In addition to serving as a member of the Free Standards Group and continuing to invest money and people in improving and supporting Linux, we’ve contributed significant resources to the development of XML, UDDI, SOAP and other open protocols. And there are lots of other examples.

As some of you will remember, IBM’s president -- and CEO since yesterday, Sam Palmisano -- was on this stage at LinuxWorld a year ago. Sam talked about four IBM customers who were implementing Linux in various ways. Those customers were, Shell, Lawson, a retailer in Japan, and Telia, the largest telco in Scandinavia. In the intervening 12 months, all four of them have ramped up their Linux implementations.
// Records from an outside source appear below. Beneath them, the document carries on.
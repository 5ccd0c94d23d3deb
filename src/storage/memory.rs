use std::collections::HashMap;

use async_trait::async_trait;
use serde_json::{Map, Value};
use tokio::sync::Mutex;

use crate::error::StorageResult;

use super::backend::{Document, DocumentBackend, Filter, FindOptions, IndexSpec, ScoredDocument, SumAggregate};
use super::collection::Collection;

/// Process-local backend. Nothing survives the process.
#[derive(Default)]
pub struct MemoryBackend {
    collections: Mutex<HashMap<String, Collection>>,
}

impl MemoryBackend {
    pub fn new() -> Self {
        Self::default()
    }
}

#[async_trait]
impl DocumentBackend for MemoryBackend {
    async fn create_index(&self, collection: &str, index: &IndexSpec) -> StorageResult<()> {
        let mut collections = self.collections.lock().await;
        collections.entry(collection.to_string()).or_default().create_index(index)
    }

    async fn drop_index(&self, collection: &str, name: &str) -> StorageResult<()> {
        let mut collections = self.collections.lock().await;
        collections.entry(collection.to_string()).or_default().drop_index(name)
    }

    async fn list_indexes(&self, collection: &str) -> StorageResult<Vec<IndexSpec>> {
        let collections = self.collections.lock().await;
        Ok(collections.get(collection).map(|c| c.indexes().to_vec()).unwrap_or_default())
    }

    async fn insert_one(&self, collection: &str, document: Document) -> StorageResult<()> {
        let mut collections = self.collections.lock().await;
        collections.entry(collection.to_string()).or_default().insert(document)?;
        Ok(())
    }

    async fn find_one(&self, collection: &str, filter: &Filter) -> StorageResult<Option<Document>> {
        let collections = self.collections.lock().await;
        Ok(collections.get(collection).and_then(|c| c.find_one(filter)))
    }

    async fn find(&self, collection: &str, filter: &Filter, options: &FindOptions) -> StorageResult<Vec<Document>> {
        let collections = self.collections.lock().await;
        Ok(collections.get(collection).map(|c| c.find(filter, options)).unwrap_or_default())
    }

    async fn find_one_and_update(
        &self,
        collection: &str,
        filter: &Filter,
        changes: Map<String, Value>,
    ) -> StorageResult<Option<Document>> {
        let mut collections = self.collections.lock().await;
        match collections.get_mut(collection) {
            Some(c) => c.find_one_and_update(filter, changes),
            None => Ok(None),
        }
    }

    async fn upsert_one(&self, collection: &str, filter: &Filter, document: Document) -> StorageResult<()> {
        let mut collections = self.collections.lock().await;
        collections.entry(collection.to_string()).or_default().upsert(filter, document)?;
        Ok(())
    }

    async fn delete_one(&self, collection: &str, filter: &Filter) -> StorageResult<u64> {
        let mut collections = self.collections.lock().await;
        Ok(collections
            .get_mut(collection)
            .map_or(0, |c| c.delete(filter, Some(1)).len() as u64))
    }

    async fn delete_many(&self, collection: &str, filter: &Filter) -> StorageResult<u64> {
        let mut collections = self.collections.lock().await;
        Ok(collections
            .get_mut(collection)
            .map_or(0, |c| c.delete(filter, None).len() as u64))
    }

    async fn text_search(
        &self,
        collection: &str,
        filter: &Filter,
        query: &str,
        limit: usize,
    ) -> StorageResult<Vec<ScoredDocument>> {
        let mut collections = self.collections.lock().await;
        collections
            .entry(collection.to_string())
            .or_default()
            .text_search(filter, query, limit)
    }

    async fn aggregate_sum(&self, collection: &str, filter: &Filter, field: &str) -> StorageResult<SumAggregate> {
        let collections = self.collections.lock().await;
        Ok(collections
            .get(collection)
            .map(|c| c.aggregate_sum(filter, field))
            .unwrap_or_default())
    }
}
So, last year we talked about four customers. We had some others, but we picked four. This year, the pool of IBM customers to choose from has grown to around 2500. They range in size from a single ThinkPad to some of the largest supercomputers in the world doing genomic research. But 2500 customer engagements on Linux in a single year by just our company speak to how pervasively this movement has taken hold in the commercial world in which we operate.
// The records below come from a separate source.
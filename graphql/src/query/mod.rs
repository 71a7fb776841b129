use flock::prelude::*;

use crate::store::StoreResolver;

/// Maps the two root operations to resolver calls. One dispatcher is
/// created per request; the transport layer parses and validates the
/// request, then invokes these per root field.
pub struct QueryDispatcher {
    resolver: StoreResolver,
}

impl QueryDispatcher {
    pub fn new(logger: &Logger, store: Arc<dyn DocumentStore>) -> Self {
        QueryDispatcher {
            resolver: StoreResolver::new(logger, store),
        }
    }

    /// The resolver backing this dispatcher, for resolving the relation
    /// fields of the entities a root operation returned.
    pub fn resolver(&self) -> &StoreResolver {
        &self.resolver
    }

    /// The `tweets` root operation.
    pub async fn tweets(&self) -> Result<Vec<Tweet>, QueryExecutionError> {
        self.resolver.all_tweets().await
    }

    /// The `user(id)` root operation. A missing argument is a validation
    /// failure; an id that matches no user is `Ok(None)`.
    pub async fn user(&self, id: Option<&str>) -> Result<Option<User>, QueryExecutionError> {
        let id = id.ok_or(QueryExecutionError::MissingArgument { field: "id" })?;
        self.resolver.user_by_id(id).await
    }
}
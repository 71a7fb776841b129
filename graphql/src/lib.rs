/// The root operations exposed to the transport layer.
mod query;

/// Resolution of documents and relations from the store.
mod store;

pub use crate::query::QueryDispatcher;
pub use crate::store::{DocumentCache, StoreResolver};

/// A prelude that makes all resolver types available.
pub mod prelude {
    pub use super::{DocumentCache, QueryDispatcher, StoreResolver};
}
In the petroleum sector, in highly parallel supercomputing environments, Linux supercomputers are rapidly taking the place of proprietary UNIX systems. Last year, Sam Palmisano talked about Shell. But it’s not just Shell. Across the sector, companies like Chevron, CGG in France and Western Geophysical and Conoco are taking advantage of this. With clusters of hundreds and thousands of servers all running Linux, many running the cluster management software we moved from our AIX environment.

The same thing is happening in Life Sciences. Structural Bioinformatics, for instance, uses Linux to model the 3D structures of proteins. Linux has reduced their cost per calculation from $28 to $1. Devgen, a Belgium-based biotech firm, is running Linux for genomic sequencing for leads on new drug compounds. MDS Proteomics is another example, running Linux clusters to do drug development. Accelrys is doing drug research on a cluster of IBM eServer pSeries UNIX systems as well as an xSeries Intel cluster running Linux.

In the telecommunications sector, last year Sam Palmisano talked about the fact that Telia had consolidated 70 Sun Solaris servers onto an IBM eServer zSeries. Telia has gone on to increase their mainframe deployment with an additional system - but the point is, a lot of telcos are doing this. Companies like AT&T, Deutsche Telecom, Brazil Telecom, Sonera Entrum, a subsidiary of the largest telco in Finland, CSK in Japan and Netsiel, the IT provider for Telecom Italia are just a few of them.

It is clear that the telco industry is moving toward Linux not only in the data center, but on the network side as well. IBM has had a focus on NEBS compliance in our UNIX server family for years, and we are driving the same focus into the Intel space.

Last summer, IBM announced a couple of direct current products targeted specifically at the telecommunications market. Cambia Networks is just one example of a number of companies using this technology. Cambia is running a completely open, carrier grade wireless Linux solution on eServer xSeries 1U rack systems.

If you want to take a look, you can see our 2U NEBS-compliant server, to be announced later in the quarter in the solution center. We’ll also be launching a NEBS-compliant version of our x330 1U server in the spring.

Open is, clearly, the direction for this sector. At 11:00 this morning, the Open Source Development Lab held a press conference. The OSDL is an independent, vendor neutral group dedicated to guiding Linux for the enterprise and delivering carrier grade functionality. The OSDL has offered a neutral meeting place for open source developers for over a year and have more than 25 active projects underway. The 22 member companies include IBM, Cisco, Nokia, TurboLinux, Red Hat, SuSE and HP. Today, OSDL announced a new working group focused exclusively on enabling carrier grade Linux for the telecommunications sector.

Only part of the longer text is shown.